The Destination of the Outburst "Floods"

The Paradox: After rushing down the "flood" channels and debouching into the lowlands, either in the Northern Plains or in southern impact basins, what happened to the volatiles that carried the debris? There is a big volumetric problem if water were the working fluid. For a start, a significant proportion of the water would freeze to ice on emerging from depth and being exposed to the frigid thin atmosphere of Mars. This can be reduced,but not totally avoided if the waters emerge hot, from geothermal sources. The ice thus formed and the debris that we see eroded from the chaos zones and the channels, and transported into the lowlands must be carried by the remaining water. In order to flow as a flood, not a slurry, then about 5:1 water to debris load must be available, so large volumes of water are involved. Remember that repeated "floods" emerged down each channel, and there are many seperate channels.

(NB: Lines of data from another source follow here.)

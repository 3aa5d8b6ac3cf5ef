//! Reverse tunnels: control sessions, public forwarders, the tunnel client and the
//! front-door balancer, all speaking the packet protocol in [`codec`].

pub mod balancer;
pub mod client;
pub mod codec;
pub mod edge;
pub mod error;
pub mod forwarder;
pub mod handler;
pub mod registry;
pub mod relay;
pub mod server;
pub mod session;
pub mod transport;
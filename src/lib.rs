//! Authenticated symmetric encryption and password hashing.
//!
//! Messages are sealed with AES-256-CBC/PKCS7 and authenticated with
//! HMAC-SHA512 over `IV ‖ ciphertext` (encrypt-then-MAC). Passwords are
//! stored as PBKDF2 records. Every operation goes through [`Crypter`], which
//! owns nothing but its random source and KDF parameters.

pub mod crypto;
pub mod error;
pub mod expiry;
pub mod format;
pub mod password;

pub use crate::crypto::{KdfParams, OsRandom, Prf, RandomSource, constant_time_eq, derive_bytes};
pub use crate::error::{CryptoError, Result};

use chrono::{DateTime, TimeDelta, Utc};
use tracing::debug;
use zeroize::{Zeroize, Zeroizing};

use crate::crypto::random::random_array;
use crate::crypto::{KEY_LEN, MAC_KEY_LEN, SALT_LEN, aead};
use crate::expiry::Payload;
use crate::format::Envelope;

/// Encryption and MAC keys used together.
pub struct SecretKeys {
    crypt_key: [u8; KEY_LEN],
    mac_key: Zeroizing<Vec<u8>>,
}

impl Drop for SecretKeys {
    fn drop(&mut self) {
        self.crypt_key.zeroize();
    }
}

impl std::fmt::Debug for SecretKeys {
    fn fmt(&self, f: &mut std::fmt::Formatter<'_>) -> std::fmt::Result {
        f.debug_struct("SecretKeys").finish_non_exhaustive()
    }
}

impl SecretKeys {
    /// Wrap caller-supplied keys.
    ///
    /// # Errors
    ///
    /// `InvalidArgument` if the encryption key is not 32 bytes or the MAC key
    /// is empty.
    pub fn new(crypt_key: &[u8], mac_key: &[u8]) -> Result<Self> {
        aead::check_keys(crypt_key, mac_key)?;

        let mut key = [0u8; KEY_LEN];
        key.copy_from_slice(crypt_key);
        Ok(Self {
            crypt_key: key,
            mac_key: Zeroizing::new(mac_key.to_vec()),
        })
    }

    /// Fresh random keys: 32-byte encryption key, 64-byte MAC key.
    pub fn generate(rng: &dyn RandomSource) -> Result<Self> {
        let crypt_key: Zeroizing<[u8; KEY_LEN]> = Zeroizing::new(random_array(rng)?);
        let mac_key: Zeroizing<[u8; MAC_KEY_LEN]> = Zeroizing::new(random_array(rng)?);
        Self::new(&crypt_key[..], &mac_key[..])
    }

    /// Derive both keys from a passphrase, one salt per key.
    pub fn derive(
        password: &str,
        crypt_salt: &[u8],
        mac_salt: &[u8],
        kdf: KdfParams,
    ) -> Result<Self> {
        let crypt_key = derive_bytes(password.as_bytes(), crypt_salt, kdf, KEY_LEN)?;
        let mac_key = derive_bytes(password.as_bytes(), mac_salt, kdf, MAC_KEY_LEN)?;
        Self::new(&crypt_key, &mac_key)
    }

    pub fn crypt_key(&self) -> &[u8] {
        &self.crypt_key
    }

    pub fn mac_key(&self) -> &[u8] {
        &self.mac_key
    }
}

/// Stateless encryption and password-hashing service.
///
/// Holds the random source every salt and IV is drawn from and the PBKDF2
/// parameters. Safe to share across threads.
#[derive(Debug, Clone, Default)]
pub struct Crypter<R: RandomSource = OsRandom> {
    rng: R,
    kdf: KdfParams,
}

impl Crypter<OsRandom> {
    pub fn new() -> Self {
        Self::default()
    }

    pub fn with_kdf(kdf: KdfParams) -> Self {
        Self::with_rng(OsRandom, kdf)
    }
}

impl<R: RandomSource> Crypter<R> {
    pub fn with_rng(rng: R, kdf: KdfParams) -> Self {
        Self { rng, kdf }
    }

    pub fn kdf(&self) -> KdfParams {
        self.kdf
    }

    pub fn rng(&self) -> &R {
        &self.rng
    }

    /// PBKDF2 with this service's parameters.
    pub fn derive_bytes(
        &self,
        password: &[u8],
        salt: &[u8],
        output_len: usize,
    ) -> Result<Zeroizing<Vec<u8>>> {
        derive_bytes(password, salt, self.kdf, output_len)
    }

    /// Encrypt `plaintext` into `Base64(IV ‖ ciphertext ‖ tag)`.
    pub fn encrypt(&self, plaintext: &str, keys: &SecretKeys) -> Result<String> {
        self.seal(&expiry::wrap_plain(plaintext.as_bytes()), keys)
    }

    /// Encrypt `plaintext` so that it is only accepted until `now + expiration`.
    pub fn encrypt_with_expiration(
        &self,
        plaintext: &str,
        expiration: TimeDelta,
        keys: &SecretKeys,
    ) -> Result<String> {
        let payload = self.expiring_payload(plaintext, expiration)?;
        self.seal(&payload, keys)
    }

    /// Verify and decrypt an envelope from [`Crypter::encrypt`].
    ///
    /// `Ok(None)` means the tag did not verify; nothing was decrypted.
    ///
    /// # Errors
    ///
    /// `Format` if the envelope came from [`Crypter::encrypt_with_expiration`];
    /// those only open through [`Crypter::decrypt_with_expiration`].
    pub fn decrypt(&self, envelope: &str, keys: &SecretKeys) -> Result<Option<Zeroizing<String>>> {
        match self.open(envelope, keys)? {
            Some(payload) => plain_text(&payload).map(Some),
            None => Ok(None),
        }
    }

    /// Like [`Crypter::decrypt`], additionally enforcing the expiry.
    ///
    /// Expired or unstamped payloads give `Ok(None)`.
    pub fn decrypt_with_expiration(
        &self,
        envelope: &str,
        keys: &SecretKeys,
    ) -> Result<Option<Zeroizing<String>>> {
        self.decrypt_with_expiration_at(envelope, keys, Utc::now())
    }

    /// [`Crypter::decrypt_with_expiration`] against an explicit clock.
    pub fn decrypt_with_expiration_at(
        &self,
        envelope: &str,
        keys: &SecretKeys,
        now: DateTime<Utc>,
    ) -> Result<Option<Zeroizing<String>>> {
        match self.open(envelope, keys)? {
            Some(payload) => unexpired_text(&payload, now),
            None => Ok(None),
        }
    }

    /// Encrypt under keys derived from `password` with fresh salts.
    ///
    /// Output: `Base64(crypt_salt ‖ mac_salt ‖ IV ‖ ciphertext ‖ tag)`, the
    /// tag covering the salts too.
    pub fn encrypt_with_password(&self, plaintext: &str, password: &str) -> Result<String> {
        self.seal_with_password(&expiry::wrap_plain(plaintext.as_bytes()), password)
    }

    pub fn encrypt_with_password_and_expiration(
        &self,
        plaintext: &str,
        expiration: TimeDelta,
        password: &str,
    ) -> Result<String> {
        let payload = self.expiring_payload(plaintext, expiration)?;
        self.seal_with_password(&payload, password)
    }

    /// Decrypt an envelope from [`Crypter::encrypt_with_password`].
    ///
    /// A wrong password gives `Ok(None)`.
    pub fn decrypt_with_password(
        &self,
        envelope: &str,
        password: &str,
    ) -> Result<Option<Zeroizing<String>>> {
        match self.open_with_password(envelope, password)? {
            Some(payload) => plain_text(&payload).map(Some),
            None => Ok(None),
        }
    }

    pub fn decrypt_with_password_and_expiration(
        &self,
        envelope: &str,
        password: &str,
    ) -> Result<Option<Zeroizing<String>>> {
        self.decrypt_with_password_and_expiration_at(envelope, password, Utc::now())
    }

    pub fn decrypt_with_password_and_expiration_at(
        &self,
        envelope: &str,
        password: &str,
        now: DateTime<Utc>,
    ) -> Result<Option<Zeroizing<String>>> {
        match self.open_with_password(envelope, password)? {
            Some(payload) => unexpired_text(&payload, now),
            None => Ok(None),
        }
    }

    /// Store `password` as `Base64(salt ‖ hash)`.
    pub fn hash_password(&self, password: &str) -> Result<String> {
        password::hash_password(password, &self.rng, self.kdf)
    }

    pub fn verify_password(&self, password: &str, stored: &str) -> Result<bool> {
        password::verify_password(password, stored, self.kdf)
    }

    /// Store `password` as `Base64(salt ‖ hash ‖ tag)`.
    pub fn hash_authenticated_password(&self, password: &str, mac_key: &[u8]) -> Result<String> {
        password::hash_authenticated_password(password, mac_key, &self.rng, self.kdf)
    }

    pub fn verify_authenticated_password(
        &self,
        password: &str,
        stored: &str,
        mac_key: &[u8],
    ) -> Result<bool> {
        password::verify_authenticated_password(password, stored, mac_key, self.kdf)
    }

    fn expiring_payload(&self, plaintext: &str, expiration: TimeDelta) -> Result<Vec<u8>> {
        let expires_at = expiry::expires_at(Utc::now(), expiration)?;
        Ok(expiry::wrap(plaintext.as_bytes(), expires_at))
    }

    fn seal(&self, payload: &[u8], keys: &SecretKeys) -> Result<String> {
        let data = aead::seal(keys.crypt_key(), keys.mac_key(), &[], payload, &self.rng)?;
        Ok(format::encode(&data))
    }

    fn open(&self, envelope: &str, keys: &SecretKeys) -> Result<Option<Zeroizing<Vec<u8>>>> {
        let data = format::decode(envelope)?;
        let parsed = Envelope::parse(&data, 0)?;
        aead::open(keys.crypt_key(), keys.mac_key(), &parsed)
    }

    fn seal_with_password(&self, payload: &[u8], password: &str) -> Result<String> {
        if password.is_empty() {
            return Err(CryptoError::invalid("password must not be empty"));
        }

        let crypt_salt: [u8; SALT_LEN] = random_array(&self.rng)?;
        let mac_salt: [u8; SALT_LEN] = random_array(&self.rng)?;
        let keys = SecretKeys::derive(password, &crypt_salt, &mac_salt, self.kdf)?;

        let prefix = [crypt_salt, mac_salt].concat();
        let data = aead::seal(keys.crypt_key(), keys.mac_key(), &prefix, payload, &self.rng)?;
        Ok(format::encode(&data))
    }

    fn open_with_password(
        &self,
        envelope: &str,
        password: &str,
    ) -> Result<Option<Zeroizing<Vec<u8>>>> {
        if password.is_empty() {
            return Err(CryptoError::invalid("password must not be empty"));
        }

        let data = format::decode(envelope)?;
        let parsed = Envelope::parse(&data, 2 * SALT_LEN)?;
        let (crypt_salt, mac_salt) = parsed.prefix().split_at(SALT_LEN);

        let keys = SecretKeys::derive(password, crypt_salt, mac_salt, self.kdf)?;
        aead::open(keys.crypt_key(), keys.mac_key(), &parsed)
    }
}

fn into_text(plaintext: &[u8]) -> Result<Zeroizing<String>> {
    match std::str::from_utf8(plaintext) {
        Ok(text) => Ok(Zeroizing::new(text.to_owned())),
        Err(_) => Err(CryptoError::crypto("decrypted data is not valid UTF-8")),
    }
}

fn plain_text(payload: &[u8]) -> Result<Zeroizing<String>> {
    match Payload::parse(payload)? {
        Payload::Plain(plaintext) => into_text(plaintext),
        Payload::Expiring { .. } => Err(CryptoError::format(
            "envelope carries an expiration stamp, decrypt it with the expiration check",
        )),
    }
}

fn unexpired_text(payload: &[u8], now: DateTime<Utc>) -> Result<Option<Zeroizing<String>>> {
    match Payload::parse(payload)?.unexpired(now) {
        Some(plaintext) => into_text(plaintext).map(Some),
        None => {
            debug!("rejecting payload outside its validity window");
            Ok(None)
        }
    }
}
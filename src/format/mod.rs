//! Byte layouts and the Base64 text boundary.
//!
//! Envelope layout:
//! ```text
//! [PREFIX] | IV (16) | CIPHERTEXT (16 * k, k >= 1) | TAG (64)
//! ```
//! Password record layout:
//! ```text
//! SALT (64) | HASH (64) [| TAG (64)]
//! ```

use base64::{Engine, engine::general_purpose::STANDARD};
use zeroize::Zeroizing;

use crate::error::{CryptoError, Result};

pub mod envelope;
pub mod record;

pub use envelope::Envelope;
pub use record::PasswordRecord;

/// Encode bytes with the standard, padded Base64 alphabet.
pub fn encode(data: &[u8]) -> String {
    STANDARD.encode(data)
}

/// Decode standard, padded Base64.
///
/// Surrounding whitespace is ignored.
pub fn decode(text: &str) -> Result<Zeroizing<Vec<u8>>> {
    STANDARD
        .decode(text.trim())
        .map(Zeroizing::new)
        .map_err(|e| CryptoError::format(format!("invalid base64: {e}")))
}
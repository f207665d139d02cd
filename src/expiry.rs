//! Mode stamp wrapped around every plaintext before encryption.
//!
//! ```text
//! plain:    MODE 0x00 (1) | PLAINTEXT
//! expiring: MODE 0x01 (1) | EXPIRES_AT unix millis, i64 BE (8) | PLAINTEXT
//! ```
//! The stamp sits inside the ciphertext, so it is covered by the tag and a
//! plain envelope can never be read back as an expiring one. All header fields
//! are fixed-size, so the plaintext may contain any byte.

use chrono::{DateTime, TimeDelta, Utc};
use tracing::debug;

use crate::error::{CryptoError, Result};

pub const MODE_PLAIN: u8 = 0;
pub const MODE_EXPIRING: u8 = 1;
const MODE_LEN: usize = 1;
const TIME_LEN: usize = 8;
pub const HEADER_LEN: usize = MODE_LEN + TIME_LEN;

/// A decrypted payload with its stamp parsed.
#[derive(Debug, Clone, Copy, PartialEq, Eq)]
pub enum Payload<'a> {
    Plain(&'a [u8]),
    Expiring {
        expires_at: DateTime<Utc>,
        plaintext: &'a [u8],
    },
}

impl<'a> Payload<'a> {
    /// Read the stamp off a decrypted payload.
    ///
    /// # Errors
    ///
    /// `Cryptographic` when the stamp is missing or unknown. The payload has
    /// already passed the tag at this point, so a bad stamp means decryption
    /// produced garbage.
    pub fn parse(payload: &'a [u8]) -> Result<Self> {
        match payload.split_first() {
            Some((&MODE_PLAIN, rest)) => Ok(Payload::Plain(rest)),
            Some((&MODE_EXPIRING, rest)) if rest.len() >= TIME_LEN => {
                let (time, plaintext) = rest.split_at(TIME_LEN);
                let mut millis = [0u8; TIME_LEN];
                millis.copy_from_slice(time);

                let expires_at = DateTime::<Utc>::from_timestamp_millis(i64::from_be_bytes(millis))
                    .ok_or_else(|| CryptoError::crypto("expiration timestamp out of range"))?;
                Ok(Payload::Expiring {
                    expires_at,
                    plaintext,
                })
            }
            _ => Err(CryptoError::crypto("decrypted payload has no valid mode stamp")),
        }
    }

    /// Plaintext of an unexpired expiring payload.
    ///
    /// Plain payloads and payloads past their expiry give `None`.
    pub fn unexpired(&self, now: DateTime<Utc>) -> Option<&'a [u8]> {
        match *self {
            Payload::Plain(_) => {
                debug!("payload carries no expiration stamp");
                None
            }
            Payload::Expiring { expires_at, .. } if now > expires_at => {
                debug!(%expires_at, "payload expired");
                None
            }
            Payload::Expiring { plaintext, .. } => Some(plaintext),
        }
    }
}

/// Absolute expiry `expiration` from `now`.
pub fn expires_at(now: DateTime<Utc>, expiration: TimeDelta) -> Result<DateTime<Utc>> {
    now.checked_add_signed(expiration)
        .ok_or_else(|| CryptoError::invalid("expiration is out of range"))
}

/// Stamp `plaintext` as carrying no expiry.
pub fn wrap_plain(plaintext: &[u8]) -> Vec<u8> {
    let mut buf = Vec::with_capacity(MODE_LEN + plaintext.len());
    buf.push(MODE_PLAIN);
    buf.extend_from_slice(plaintext);
    buf
}

/// Stamp `plaintext` as valid until `expires_at`.
pub fn wrap(plaintext: &[u8], expires_at: DateTime<Utc>) -> Vec<u8> {
    let mut buf = Vec::with_capacity(HEADER_LEN + plaintext.len());
    buf.push(MODE_EXPIRING);
    buf.extend_from_slice(&expires_at.timestamp_millis().to_be_bytes());
    buf.extend_from_slice(plaintext);
    buf
}

#[cfg(test)]
mod tests {
    use super::*;

    fn at(millis: i64) -> DateTime<Utc> {
        DateTime::<Utc>::from_timestamp_millis(millis).unwrap()
    }

    fn unexpired(payload: &[u8], now: DateTime<Utc>) -> Option<&[u8]> {
        Payload::parse(payload).unwrap().unexpired(now)
    }

    #[test]
    fn valid_until_the_instant() {
        let payload = wrap(b"secret", at(1_000));

        assert_eq!(unexpired(&payload, at(999)), Some(&b"secret"[..]));
        assert_eq!(unexpired(&payload, at(1_000)), Some(&b"secret"[..]));
        assert_eq!(unexpired(&payload, at(1_001)), None);
    }

    #[test]
    fn plaintext_may_contain_delimiters() {
        let payload = wrap(b"a|b|2024-01-01", at(5_000));
        assert_eq!(unexpired(&payload, at(0)), Some(&b"a|b|2024-01-01"[..]));
    }

    #[test]
    fn empty_plaintext_is_kept() {
        let payload = wrap(b"", at(5_000));
        assert_eq!(payload.len(), HEADER_LEN);
        assert_eq!(unexpired(&payload, at(0)), Some(&b""[..]));

        assert_eq!(Payload::parse(&wrap_plain(b"")).unwrap(), Payload::Plain(b""));
    }

    #[test]
    fn plain_stamp_never_passes_expiry_check() {
        // looks like an expiring header once the plain stamp is stripped
        let mut crafted = vec![MODE_EXPIRING];
        crafted.extend_from_slice(&4_102_444_800_000i64.to_be_bytes());
        crafted.extend_from_slice(b"admin-token");

        let payload = wrap_plain(&crafted);
        let parsed = Payload::parse(&payload).unwrap();

        assert_eq!(parsed, Payload::Plain(&crafted[..]));
        assert_eq!(parsed.unexpired(at(0)), None);
    }

    #[test]
    fn missing_or_unknown_stamp_is_rejected() {
        assert!(matches!(Payload::parse(b""), Err(CryptoError::Cryptographic(_))));
        assert!(matches!(
            Payload::parse(&[MODE_EXPIRING, 0, 0]),
            Err(CryptoError::Cryptographic(_))
        ));

        let mut payload = wrap(b"secret", at(5_000));
        payload[0] = 9;
        assert!(matches!(Payload::parse(&payload), Err(CryptoError::Cryptographic(_))));
    }

    #[test]
    fn expires_at_adds_delta() {
        let end = expires_at(at(1_000), TimeDelta::milliseconds(250)).unwrap();
        assert_eq!(end, at(1_250));
        assert!(expires_at(DateTime::<Utc>::MAX_UTC, TimeDelta::days(1)).is_err());
    }
}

One conventional solution - Oceans: The proponents of a Northern Ocean use this large volume to suggest that there must have been an ocean at the terminus, but their evidence is weak. Whenever potential shorelines are inspected, they do not look like terrestrial shorelines at all. The distribution of polygonal ground textures that implies subsurface volatiles is not centred on the deepest part of the ocean basin, but instead covers the inflow channels suggesting that the volatiles did not arrive in the middle of the basin, but stalled on their way in. This does not, of itself, rule out water as the active agent. it just suggests that the flows generally froze up before filling an ocean. See Head et al.'s recent Science paper based on MOLA results, and in particular, this figure.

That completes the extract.